— WHAT THE TASK ASKS —
Two lines below mark the span: the one containing "pub mod consumer;" and the one containing "use crate::core::metrics;". Set down both, plus every line between, exactly as they stand, and nothing else.

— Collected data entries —
|---|

// src/server/spawner.rs

//! Spawns all of the gateway's long-running background tasks.

use super::context::ServerContext;
use super::metrics_server;
use crate::core::registry::PeerRole;
use crate::core::stream::StreamConsumer;
use crate::core::tasks::health::HealthMonitor;
use anyhow::Result;
use tracing::info;

/// Spawns all background tasks into the provided JoinSet.
pub fn spawn_all(ctx: &mut ServerContext) -> Result<()> {
    let state = &ctx.state;
    let shutdown_tx = &ctx.shutdown_tx;
    let background_tasks = &mut ctx.background_tasks;
    let config = &state.config;

    // --- Metrics Server ---
    if config.metrics.enabled {
        let metrics_state = state.clone();
        let shutdown_rx_metrics = shutdown_tx.subscribe();
        background_tasks.spawn(async move {
            metrics_server::run_metrics_server(metrics_state, shutdown_rx_metrics).await;
            Ok(())
        });
    } else {
        info!("Prometheus metrics server is disabled in the configuration.");
    }

    // --- Health Sweeps ---
    let bot_monitor = HealthMonitor::new(
        state.registry.clone(),
        state.stats.clone(),
        PeerRole::Bot,
        config.heartbeat.bot_sweep_interval,
        config.heartbeat.bot_timeout,
    );
    let shutdown_rx_bots = shutdown_tx.subscribe();
    background_tasks.spawn(async move {
        bot_monitor.run(shutdown_rx_bots).await;
        Ok(())
    });

    let worker_monitor = HealthMonitor::new(
        state.registry.clone(),
        state.stats.clone(),
        PeerRole::Worker,
        config.heartbeat.worker_sweep_interval,
        config.heartbeat.worker_timeout,
    );
    let shutdown_rx_workers = shutdown_tx.subscribe();
    background_tasks.spawn(async move {
        worker_monitor.run(shutdown_rx_workers).await;
        Ok(())
    });

    // --- Durable Consumers ---
    if config.durable.enabled {
        // Pinned routing rules publish to per-worker streams, so every worker
        // named by a rule needs a consumer too.
        for stream in config.consumer_streams() {
            let consumer = StreamConsumer::new(
                state.streams.clone(),
                stream.clone(),
                config.durable.group.clone(),
                state.consumer_name(),
                state.router.clone(),
                config.durable.batch_size,
                config.durable.block_timeout,
                config.durable.claim_min_idle,
                config.durable.claim_interval,
            );
            let shutdown_rx_consumer = shutdown_tx.subscribe();
            background_tasks.spawn(async move {
                consumer.run(shutdown_rx_consumer).await;
                Ok(())
            });
            info!(stream = %stream, "Durable consumer spawned.");
        }
    }

    info!("All background tasks have been spawned.");
    Ok(())
}
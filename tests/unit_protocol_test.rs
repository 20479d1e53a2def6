use nexus::core::protocol::{Envelope, RETCODE_NO_TARGET, RETCODE_TIMEOUT, failed_response};
use serde_json::json;

#[tokio::test]
async fn test_parse_rejects_invalid_json() {
    let err = Envelope::parse("not json").unwrap_err();
    assert!(format!("{err}").contains("invalid JSON"));
}

#[tokio::test]
async fn test_parse_rejects_non_object() {
    let err = Envelope::parse("[1, 2, 3]").unwrap_err();
    assert!(format!("{err}").contains("JSON object"));
}

#[tokio::test]
async fn test_event_fields() {
    let env = Envelope::parse(
        r#"{"post_type":"message","message_type":"group","self_id":100,"user_id":200,"group_id":300}"#,
    )
    .unwrap();
    assert_eq!(env.post_type(), Some("message"));
    assert_eq!(env.message_type(), Some("group"));
    assert_eq!(env.self_id().as_deref(), Some("100"));
    assert_eq!(env.user_id().as_deref(), Some("200"));
    assert_eq!(env.group_id().as_deref(), Some("300"));
    assert!(!env.is_api_request());
    assert!(!env.is_api_response());
}

#[tokio::test]
async fn test_id_normalization_preserves_large_numbers() {
    // Ids can exceed 2^53 and must not be rounded through a float.
    let env = Envelope::parse(r#"{"self_id":9223372036854775807}"#).unwrap();
    assert_eq!(env.self_id().as_deref(), Some("9223372036854775807"));

    let env = Envelope::parse(r#"{"self_id":"abc-123"}"#).unwrap();
    assert_eq!(env.self_id().as_deref(), Some("abc-123"));
}

#[tokio::test]
async fn test_api_request_detection() {
    let env = Envelope::parse(r#"{"action":"send_msg","params":{},"echo":"tok1"}"#).unwrap();
    assert!(env.is_api_request());
    assert!(!env.is_api_response());
    assert_eq!(env.action(), Some("send_msg"));
    assert_eq!(env.echo().as_deref(), Some("tok1"));
}

#[tokio::test]
async fn test_api_response_detection() {
    let env = Envelope::parse(r#"{"status":"ok","retcode":0,"echo":"tok1"}"#).unwrap();
    assert!(env.is_api_response());
    assert!(!env.is_api_request());

    // An event that happens to carry an echo field is still an event.
    let env = Envelope::parse(r#"{"post_type":"message","echo":"tok1"}"#).unwrap();
    assert!(!env.is_api_response());
}

#[tokio::test]
async fn test_numeric_echo_token() {
    let env = Envelope::parse(r#"{"status":"ok","echo":42}"#).unwrap();
    assert_eq!(env.echo().as_deref(), Some("42"));
}

#[tokio::test]
async fn test_round_trip_preserves_unknown_fields() {
    let raw = r#"{"post_type":"message","platform_blob":{"x":[1,2,3]}}"#;
    let env = Envelope::parse(raw).unwrap();
    let reparsed: serde_json::Value = serde_json::from_str(&env.to_frame()).unwrap();
    assert_eq!(reparsed["platform_blob"]["x"], json!([1, 2, 3]));
}

#[tokio::test]
async fn test_failed_response_shape() {
    let frame = failed_response("tok9", RETCODE_NO_TARGET, "no live bot").to_frame();
    let value: serde_json::Value = serde_json::from_str(&frame).unwrap();
    assert_eq!(value["status"], "failed");
    assert_eq!(value["retcode"], 1404);
    assert_eq!(value["echo"], "tok9");

    let frame = failed_response("tok9", RETCODE_TIMEOUT, "timed out").to_frame();
    let value: serde_json::Value = serde_json::from_str(&frame).unwrap();
    assert_eq!(value["retcode"], 1408);
}

#[tokio::test]
async fn test_meta_control_frame() {
    let env = Envelope::parse(r#"{"meta":"register","capabilities":{"skills":["echo"]}}"#).unwrap();
    assert_eq!(env.meta(), Some("register"));
}
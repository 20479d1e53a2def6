// src/server/initialization.rs

//! Handles server initialization, from state setup to binding the listener.

use super::context::ServerContext;
use crate::config::Config;
use crate::core::state::GatewayState;
use anyhow::Result;
use std::sync::Arc;
use tokio::net::TcpListener;
use tokio::sync::broadcast;
use tokio::task::JoinSet;
use tracing::info;
use tracing_subscriber::{filter::EnvFilter, reload};

/// Initializes all gateway components before starting the main loop.
pub async fn setup(
    config: Config,
    log_reload_handle: Arc<reload::Handle<EnvFilter, tracing_subscriber::Registry>>,
) -> Result<ServerContext> {
    log_startup_info(&config);
    let (shutdown_tx, _) = broadcast::channel(1);

    let state = GatewayState::initialize(config, log_reload_handle)?;
    info!(instance = %state.instance_id, "Gateway state initialized.");

    let listener = TcpListener::bind((state.config.host.as_str(), state.config.port)).await?;
    info!(
        "Nexus gateway listening on {}:{}",
        state.config.host, state.config.port
    );

    Ok(ServerContext {
        state,
        listener,
        shutdown_tx,
        background_tasks: JoinSet::new(),
    })
}

/// Logs key configuration parameters at startup.
fn log_startup_info(config: &Config) {
    info!(
        "Connection limit: {} clients. Correlation timeout: {:?}.",
        config.max_clients, config.correlation.timeout
    );
    if config.durable.enabled {
        info!(
            "Durable delivery: group '{}', batch {}, claim after {:?}.",
            config.durable.group, config.durable.batch_size, config.durable.claim_min_idle
        );
    } else {
        info!("Durable delivery disabled; events are dispatched to live workers.");
    }
}
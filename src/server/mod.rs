// src/server/mod.rs

use crate::config::Config;
use anyhow::Result;
use std::sync::Arc;
use tracing_subscriber::{filter::EnvFilter, reload};

mod connection_loop;
mod context;
mod initialization;
mod metrics_server;
mod spawner;
pub mod ws;

/// The main server startup function, orchestrating all setup phases.
pub async fn run(
    config: Config,
    log_reload_handle: Arc<reload::Handle<EnvFilter, tracing_subscriber::Registry>>,
) -> Result<()> {
    // 1. Initialize gateway state and bind the listener.
    let mut server_context = initialization::setup(config, log_reload_handle).await?;

    // 2. Spawn all background tasks (health sweeps, consumers, metrics).
    spawner::spawn_all(&mut server_context)?;

    // 3. Serve upgrades until shutdown.
    connection_loop::run(server_context).await;

    Ok(())
}
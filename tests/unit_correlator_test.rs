use axum::extract::ws::Message;
use nexus::core::correlator::Correlator;
use nexus::core::registry::{PeerHandle, PeerRole};
use std::sync::Arc;
use std::time::Duration;
use tokio::sync::mpsc;

fn waiter(session_id: u64, id: &str) -> (Arc<PeerHandle>, mpsc::Receiver<Message>) {
    let (tx, rx) = mpsc::channel(8);
    (
        Arc::new(PeerHandle::new(
            session_id,
            PeerRole::Worker,
            id.to_string(),
            tx,
        )),
        rx,
    )
}

fn frame_text(msg: Message) -> String {
    match msg {
        Message::Text(text) => text.as_str().to_string(),
        other => panic!("expected a text frame, got {other:?}"),
    }
}

#[tokio::test]
async fn test_resolve_delivers_to_waiter_exactly_once() {
    let correlator = Arc::new(Correlator::new());
    let (worker, mut rx) = waiter(1, "w1");

    correlator.open("tok1", worker);
    assert_eq!(correlator.outstanding(), 1);

    assert!(correlator.resolve("tok1", r#"{"status":"ok","echo":"tok1"}"#.to_string()));
    assert_eq!(correlator.outstanding(), 0);
    let delivered = frame_text(rx.recv().await.unwrap());
    assert!(delivered.contains("tok1"));

    // The second response for the same token finds nothing.
    assert!(!correlator.resolve("tok1", r#"{"status":"ok","echo":"tok1"}"#.to_string()));
    assert!(rx.try_recv().is_err());
}

#[tokio::test]
async fn test_resolve_unknown_token_is_noop() {
    let correlator = Arc::new(Correlator::new());
    assert!(!correlator.resolve("ghost", "{}".to_string()));
}

#[tokio::test(start_paused = true)]
async fn test_timeout_delivers_synthetic_failure() {
    let correlator = Arc::new(Correlator::new());
    let (worker, mut rx) = waiter(1, "w1");

    correlator.open("tok1", worker);
    correlator.expire_after("tok1", Duration::from_secs(5));

    tokio::time::sleep(Duration::from_secs(6)).await;

    let delivered = frame_text(rx.recv().await.unwrap());
    let value: serde_json::Value = serde_json::from_str(&delivered).unwrap();
    assert_eq!(value["status"], "failed");
    assert_eq!(value["retcode"], 1408);
    assert_eq!(value["echo"], "tok1");
    assert_eq!(correlator.outstanding(), 0);
}

#[tokio::test(start_paused = true)]
async fn test_real_response_beats_timeout() {
    let correlator = Arc::new(Correlator::new());
    let (worker, mut rx) = waiter(1, "w1");

    correlator.open("tok1", worker);
    correlator.expire_after("tok1", Duration::from_secs(5));

    assert!(correlator.resolve("tok1", r#"{"status":"ok","echo":"tok1"}"#.to_string()));
    let delivered = frame_text(rx.recv().await.unwrap());
    assert!(delivered.contains(r#""status":"ok""#));

    // The timer firing later must not produce a second frame.
    tokio::time::sleep(Duration::from_secs(10)).await;
    assert!(rx.try_recv().is_err());
}

#[tokio::test]
async fn test_duplicate_token_fails_the_old_waiter() {
    let correlator = Arc::new(Correlator::new());
    let (first, mut rx1) = waiter(1, "w1");
    let (second, mut rx2) = waiter(2, "w2");

    correlator.open("tok1", first);
    correlator.open("tok1", second);
    assert_eq!(correlator.outstanding(), 1);

    // The displaced waiter got a synthetic failure immediately.
    let displaced = frame_text(rx1.recv().await.unwrap());
    let value: serde_json::Value = serde_json::from_str(&displaced).unwrap();
    assert_eq!(value["status"], "failed");

    // The real response goes to the newer waiter.
    assert!(correlator.resolve("tok1", r#"{"status":"ok","echo":"tok1"}"#.to_string()));
    assert!(frame_text(rx2.recv().await.unwrap()).contains(r#""status":"ok""#));
}

#[tokio::test]
async fn test_resolve_records_rtt_sample() {
    let correlator = Arc::new(Correlator::new());
    let (worker, _rx) = waiter(1, "w1");

    correlator.open("tok1", worker.clone());
    correlator.resolve("tok1", "{}".to_string());
    assert_eq!(worker.rtt_samples().len(), 1);
}
// src/core/stream/mod.rs

//! The durable delivery path: partitioned append-only logs with consumer
//! groups, plus the background consumer that drains them.

pub mod consumer;
pub mod hub;
pub mod log;

pub use consumer::{EventSink, StreamConsumer};
pub use hub::StreamHub;
pub use log::{StreamEntry, StreamId};

/// The stream every un-pinned event lands on.
pub const DEFAULT_STREAM: &str = "queue:default";

/// The stream a pinned event lands on when durable delivery is enabled.
pub fn worker_stream(worker_id: &str) -> String {
    format!("queue:worker:{worker_id}")
}
// src/core/tasks/health.rs

//! The health monitor: periodic sweeps that evict connections silent past
//! their role's heartbeat ceiling.
//!
//! Bots and workers run on independent cadences because bots use a longer
//! heartbeat period. The sweep holds the role table's write lock only for
//! the collect-and-remove step, with O(1) work per connection; the kills and
//! stats updates happen after release.

use crate::core::metrics;
use crate::core::registry::{ConnectionRegistry, PeerHandle, PeerRole};
use crate::core::state::stats::{ConnectionStats, DisconnectReason};
use std::sync::Arc;
use std::time::Duration;
use tokio::sync::broadcast;
use tracing::{info, warn};

/// A periodic eviction sweep for one role.
pub struct HealthMonitor {
    registry: Arc<ConnectionRegistry>,
    stats: Arc<ConnectionStats>,
    role: PeerRole,
    sweep_interval: Duration,
    ceiling: Duration,
}

impl HealthMonitor {
    pub fn new(
        registry: Arc<ConnectionRegistry>,
        stats: Arc<ConnectionStats>,
        role: PeerRole,
        sweep_interval: Duration,
        ceiling: Duration,
    ) -> Self {
        Self {
            registry,
            stats,
            role,
            sweep_interval,
            ceiling,
        }
    }

    /// Runs the sweep loop until shutdown.
    pub async fn run(self, mut shutdown_rx: broadcast::Receiver<()>) {
        info!(
            "Health monitor for {}s started (sweep every {:?}, ceiling {:?}).",
            self.role, self.sweep_interval, self.ceiling
        );
        let mut interval = tokio::time::interval(self.sweep_interval);
        interval.set_missed_tick_behavior(tokio::time::MissedTickBehavior::Delay);
        // Consume the immediate first tick; a sweep right at startup can
        // never evict anything anyway.
        interval.tick().await;

        loop {
            tokio::select! {
                _ = interval.tick() => {
                    let evicted = self.sweep_once();
                    if evicted > 0 {
                        warn!("Evicted {} silent {} connection(s).", evicted, self.role);
                    }
                }
                _ = shutdown_rx.recv() => {
                    info!("Health monitor for {}s shutting down.", self.role);
                    return;
                }
            }
        }
    }

    /// Performs one sweep and returns how many connections were evicted.
    /// A connection is evicted only when its silence strictly exceeds the
    /// ceiling; eviction is never early.
    pub fn sweep_once(&self) -> usize {
        let expired: Vec<Arc<PeerHandle>> = self
            .registry
            .snapshot(self.role)
            .into_iter()
            .filter(|handle| handle.idle_for() > self.ceiling)
            .collect();

        let mut evicted = 0;
        for handle in expired {
            let id = handle.id();
            // Re-check ownership under the write lock: the entry may have
            // been replaced or removed since the snapshot.
            if self
                .registry
                .remove_if_same(self.role, &id, handle.session_id)
                .is_none()
            {
                continue;
            }
            evicted += 1;
            handle.kill();
            self.stats.record_disconnect(
                self.role,
                &id,
                DisconnectReason::HeartbeatTimeout,
                handle.connected_for(),
            );
            metrics::HEARTBEAT_EVICTIONS_TOTAL
                .with_label_values(&[&self.role.to_string()])
                .inc();
            metrics::CONNECTED_PEERS
                .with_label_values(&[&self.role.to_string()])
                .dec();
            warn!(
                "{} '{}' evicted for heartbeat timeout after {:?} connected.",
                self.role,
                id,
                handle.connected_for()
            );
        }
        evicted
    }
}
// src/core/tasks/mod.rs

//! Long-running background tasks that support the gateway's core
//! functionality.

pub mod health;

|---|

— YOUR SOLUTION —
pub mod consumer;
pub mod hub;
pub mod log;

pub use consumer::{EventSink, StreamConsumer};
pub use hub::StreamHub;
pub use log::{StreamEntry, StreamId};

/// The stream every un-pinned event lands on.
pub const DEFAULT_STREAM: &str = "queue:default";

/// The stream a pinned event lands on when durable delivery is enabled.
pub fn worker_stream(worker_id: &str) -> String {
    format!("queue:worker:{worker_id}")
}
// src/core/tasks/health.rs

//! The health monitor: periodic sweeps that evict connections silent past
//! their role's heartbeat ceiling.
//!
//! Bots and workers run on independent cadences because bots use a longer
//! heartbeat period. The sweep holds the role table's write lock only for
//! the collect-and-remove step, with O(1) work per connection; the kills and
//! stats updates happen after release.

use crate::core::metrics;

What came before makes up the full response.